* **The task**
Take the lines below beginning at the line that has "one exception: a" and stopping after the line that has "pub enum Error", and print them exactly as they are, with no other lines.

Dataset entries:
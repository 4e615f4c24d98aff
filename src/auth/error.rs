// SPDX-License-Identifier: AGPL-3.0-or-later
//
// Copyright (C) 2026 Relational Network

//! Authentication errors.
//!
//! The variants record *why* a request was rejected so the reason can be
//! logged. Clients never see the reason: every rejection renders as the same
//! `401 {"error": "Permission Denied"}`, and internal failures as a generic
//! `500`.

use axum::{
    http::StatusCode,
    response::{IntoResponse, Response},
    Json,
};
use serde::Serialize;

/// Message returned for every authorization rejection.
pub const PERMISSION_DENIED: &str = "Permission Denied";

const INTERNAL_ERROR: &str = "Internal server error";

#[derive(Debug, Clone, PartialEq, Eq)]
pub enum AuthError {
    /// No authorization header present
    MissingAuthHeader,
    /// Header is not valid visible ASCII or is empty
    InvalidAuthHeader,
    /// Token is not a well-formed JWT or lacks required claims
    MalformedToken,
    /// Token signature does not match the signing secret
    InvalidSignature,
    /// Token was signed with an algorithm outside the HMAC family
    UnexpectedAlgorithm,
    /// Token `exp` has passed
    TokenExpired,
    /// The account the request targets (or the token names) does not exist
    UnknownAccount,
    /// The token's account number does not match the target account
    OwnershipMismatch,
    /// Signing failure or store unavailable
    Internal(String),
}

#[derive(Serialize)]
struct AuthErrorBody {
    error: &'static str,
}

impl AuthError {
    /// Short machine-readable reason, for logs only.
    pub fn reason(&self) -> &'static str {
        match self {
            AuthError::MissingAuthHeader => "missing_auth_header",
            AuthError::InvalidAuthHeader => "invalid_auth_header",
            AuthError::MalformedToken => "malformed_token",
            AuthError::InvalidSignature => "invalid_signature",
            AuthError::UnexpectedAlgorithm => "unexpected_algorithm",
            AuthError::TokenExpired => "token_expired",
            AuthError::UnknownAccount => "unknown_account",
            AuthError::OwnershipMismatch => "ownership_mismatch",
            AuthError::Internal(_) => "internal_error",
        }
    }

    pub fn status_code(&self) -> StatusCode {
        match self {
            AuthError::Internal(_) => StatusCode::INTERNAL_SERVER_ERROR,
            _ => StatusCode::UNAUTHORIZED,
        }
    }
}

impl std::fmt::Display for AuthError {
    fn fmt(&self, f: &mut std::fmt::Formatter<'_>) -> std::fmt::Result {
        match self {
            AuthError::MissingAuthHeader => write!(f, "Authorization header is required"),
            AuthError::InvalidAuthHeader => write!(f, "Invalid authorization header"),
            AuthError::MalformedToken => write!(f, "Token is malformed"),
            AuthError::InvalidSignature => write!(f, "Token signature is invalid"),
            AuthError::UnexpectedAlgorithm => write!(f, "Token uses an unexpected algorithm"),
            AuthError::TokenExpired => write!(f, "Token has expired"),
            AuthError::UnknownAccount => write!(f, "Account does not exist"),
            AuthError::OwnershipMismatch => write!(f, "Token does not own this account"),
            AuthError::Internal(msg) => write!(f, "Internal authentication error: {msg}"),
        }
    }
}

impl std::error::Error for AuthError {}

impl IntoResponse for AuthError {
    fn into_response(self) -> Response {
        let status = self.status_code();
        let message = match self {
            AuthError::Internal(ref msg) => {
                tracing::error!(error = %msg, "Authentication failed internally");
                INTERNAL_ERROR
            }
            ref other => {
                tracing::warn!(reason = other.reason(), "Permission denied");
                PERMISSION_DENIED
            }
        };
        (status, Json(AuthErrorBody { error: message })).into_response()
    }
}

--

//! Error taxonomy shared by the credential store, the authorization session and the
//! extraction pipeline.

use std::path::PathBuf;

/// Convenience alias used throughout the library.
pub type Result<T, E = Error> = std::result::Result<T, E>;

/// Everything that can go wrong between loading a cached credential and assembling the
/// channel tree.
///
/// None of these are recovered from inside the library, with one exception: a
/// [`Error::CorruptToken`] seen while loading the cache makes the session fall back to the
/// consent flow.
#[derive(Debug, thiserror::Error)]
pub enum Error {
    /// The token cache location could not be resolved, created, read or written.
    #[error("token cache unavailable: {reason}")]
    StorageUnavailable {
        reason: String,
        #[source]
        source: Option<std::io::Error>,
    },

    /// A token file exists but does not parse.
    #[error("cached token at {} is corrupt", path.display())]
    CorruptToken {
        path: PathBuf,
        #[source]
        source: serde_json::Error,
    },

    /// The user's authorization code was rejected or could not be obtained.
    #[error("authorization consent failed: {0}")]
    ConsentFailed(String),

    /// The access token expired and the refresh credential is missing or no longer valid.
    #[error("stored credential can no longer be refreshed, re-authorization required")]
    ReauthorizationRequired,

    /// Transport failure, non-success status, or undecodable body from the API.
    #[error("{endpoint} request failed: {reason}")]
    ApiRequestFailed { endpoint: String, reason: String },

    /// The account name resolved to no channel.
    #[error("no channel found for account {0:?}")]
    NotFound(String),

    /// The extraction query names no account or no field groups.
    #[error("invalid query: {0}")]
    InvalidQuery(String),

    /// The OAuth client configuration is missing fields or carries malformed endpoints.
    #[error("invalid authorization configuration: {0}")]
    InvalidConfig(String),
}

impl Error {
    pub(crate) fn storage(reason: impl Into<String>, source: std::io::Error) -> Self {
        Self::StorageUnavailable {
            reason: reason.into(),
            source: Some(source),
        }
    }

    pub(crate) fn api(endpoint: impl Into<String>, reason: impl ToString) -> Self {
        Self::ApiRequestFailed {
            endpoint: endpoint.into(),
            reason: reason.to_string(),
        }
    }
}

--

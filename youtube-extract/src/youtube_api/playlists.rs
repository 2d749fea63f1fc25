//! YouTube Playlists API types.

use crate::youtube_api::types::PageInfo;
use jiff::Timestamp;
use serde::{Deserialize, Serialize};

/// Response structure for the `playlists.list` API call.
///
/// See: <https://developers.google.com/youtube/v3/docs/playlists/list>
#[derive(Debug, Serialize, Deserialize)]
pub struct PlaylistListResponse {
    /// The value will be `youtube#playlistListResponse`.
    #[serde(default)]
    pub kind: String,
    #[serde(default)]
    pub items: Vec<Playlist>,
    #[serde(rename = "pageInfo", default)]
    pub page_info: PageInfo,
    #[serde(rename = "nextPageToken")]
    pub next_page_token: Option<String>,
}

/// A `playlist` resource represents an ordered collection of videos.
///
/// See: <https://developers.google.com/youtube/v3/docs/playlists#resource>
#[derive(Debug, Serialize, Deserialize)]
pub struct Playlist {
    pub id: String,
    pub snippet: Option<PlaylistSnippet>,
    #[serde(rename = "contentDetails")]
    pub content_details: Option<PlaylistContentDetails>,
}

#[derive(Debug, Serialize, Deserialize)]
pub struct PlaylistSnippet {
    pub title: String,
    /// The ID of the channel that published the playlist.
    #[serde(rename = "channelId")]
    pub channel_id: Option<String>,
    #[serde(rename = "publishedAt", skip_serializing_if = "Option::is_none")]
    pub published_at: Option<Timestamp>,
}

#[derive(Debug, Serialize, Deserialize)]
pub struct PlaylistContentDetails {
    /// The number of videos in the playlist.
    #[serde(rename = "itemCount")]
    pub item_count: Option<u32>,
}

* **Exercise output**
/// None of these are recovered from inside the library, with one exception: a
/// [`Error::CorruptToken`] seen while loading the cache makes the session fall back to the
/// consent flow.
#[derive(Debug, thiserror::Error)]
pub enum Error {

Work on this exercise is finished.